# What's your experience with Weider Mega Mass 4000?



## mPK (Dec 25, 2006)

I'm thinking of getting a 9pound (4kg) tub of weider mega mass 4000. I'm not sure if it's any good. I hear a lot of people saying it's just full of sugar and that weiders products are just not good quality. Others have said weiders stuff doesn't taste so good. What's your experience with it? 

Should I forget about weiders stuff and make my own gainer shake? Something like this: 
2 scoops of whey
1 cup of ground up steel cut oats
1 banana
1 glass of low fat milk
2 tbsp of natural peanut butter

I'm wanting to make some major gains but obviously I'm after as clean a gain as I can get.


----------



## mrmark (Dec 25, 2006)

The problem is with this kind of weight gainer is that they contain simple sugars and bad fats which can be obtained by eating chocolate at half the price.

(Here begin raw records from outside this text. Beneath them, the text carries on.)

#![no_main]

use arbitrary::Arbitrary;
use concord_governance::{GovernanceConfig, GovernanceEngine, ProposalDraft, ProposalKind};
use concord_nullables::{NullChain, NullLedger};
use concord_types::{Address, ProposalId};
use libfuzzer_sys::fuzz_target;

const NAMES: [&str; 4] = ["alice", "bob", "carol", "dave"];

#[derive(Debug, Arbitrary)]
enum Op {
    Delegate(u8, u8),
    Undelegate(u8),
    Propose(u8, u16),
    Vote(u8, u8, bool),
    Advance(u8),
    Finalize(u8),
    Execute(u8),
    Deposit(u8, u16),
    Membership(u8, u8, u16, bool),
}

fn who(i: u8) -> &'static str {
    NAMES[usize::from(i) % NAMES.len()]
}

fuzz_target!(|ops: Vec<Op>| {
    let mut config = GovernanceConfig::default();
    config.params.voting_period = 3;
    config.params.timelock_duration = 2;
    config.params.proposal_deposit = 1;
    let mut ledger = NullLedger::new();
    for (i, name) in NAMES.iter().enumerate() {
        config = config.with_member(*name, 10 + i as u64 * 7);
        ledger.fund(*name, 1_000);
    }
    let mut engine = GovernanceEngine::new(config, ledger).expect("engine");
    let chain = NullChain::new(1);

    for op in ops.iter().take(256) {
        let _ = match op {
            Op::Delegate(a, b) => engine
                .delegate_votes(&chain.ctx(who(*a)), &Address::new(who(*b)))
                .map(drop),
            Op::Undelegate(a) => engine.undelegate_votes(&chain.ctx(who(*a))).map(drop),
            // Even amounts make general proposals, odd ones funding.
            Op::Propose(a, amount) => {
                let draft = if amount % 2 == 0 {
                    ProposalDraft::new("g", "", ProposalKind::General)
                } else {
                    ProposalDraft::funding("f", "", u128::from(*amount), Address::new("sink"))
                };
                engine.create_proposal(&chain.ctx(who(*a)), draft).map(drop)
            }
            Op::Vote(a, id, support) => engine
                .cast_vote(&chain.ctx(who(*a)), ProposalId::new(u64::from(*id)), *support)
                .map(drop),
            Op::Advance(blocks) => {
                chain.advance(u64::from(*blocks % 8));
                Ok(())
            }
            Op::Finalize(id) => engine
                .finalize_proposal(&chain.ctx("keeper"), ProposalId::new(u64::from(*id)))
                .map(drop),
            Op::Execute(id) => engine
                .execute_proposal(&chain.ctx("keeper"), ProposalId::new(u64::from(*id)))
                .map(drop),
            Op::Deposit(a, amount) => engine
                .deposit_to_treasury(&chain.ctx(who(*a)), u128::from(*amount))
                .map(drop),
            Op::Membership(a, b, power, add) => engine
                .create_membership_change_proposal(
                    &chain.ctx(who(*a)),
                    "m",
                    "",
                    Address::new(who(*b)),
                    u128::from(*power),
                    *add,
                )
                .map(drop),
        };
        engine
            .state()
            .check_invariants()
            .expect("invariants hold after every operation");
    }
});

You're best of buying a good whey or going for good quality mass gainer like Instant Mass which contains maltodextrin in a complex form derived from barley. It also has different forms of protein that are digested at different rates.


----------



## mPK (Dec 26, 2006)

Ya, I would love to get a good one. Only problem is I only have a few supps available to me. These are the ones I have found at the major stores here. I live in africa by the way so that's why there are so few. 

EAS creatine advant edge 300g --- US$19.00
Prohealth creatine pump with glutamine peptide 750g --- US$49.88
Prohealth Mass builder with glutamine 2.5kg --- US$72.00
Weider mega mass 4000 4kg --- US$118.75
" " " " 2kg --- US$74.88
Weider super whey 500g --- US$48.75
Weider weight gainer 750g --- US$38.00
Weider body shaper 750g --- US$37.50
Weider creatine fuel 325g --- US$48.00
Amino 6000 - 90 tablets --- US$37.25
Physique/muscle science Glutamine powder 100g --- US$31.50
USN HMB Creatine complex --- US$73.75
Muscle Builder 1.5kg --- US$106.25


I'm thinkin I should just get Whey and cycle that with creatine.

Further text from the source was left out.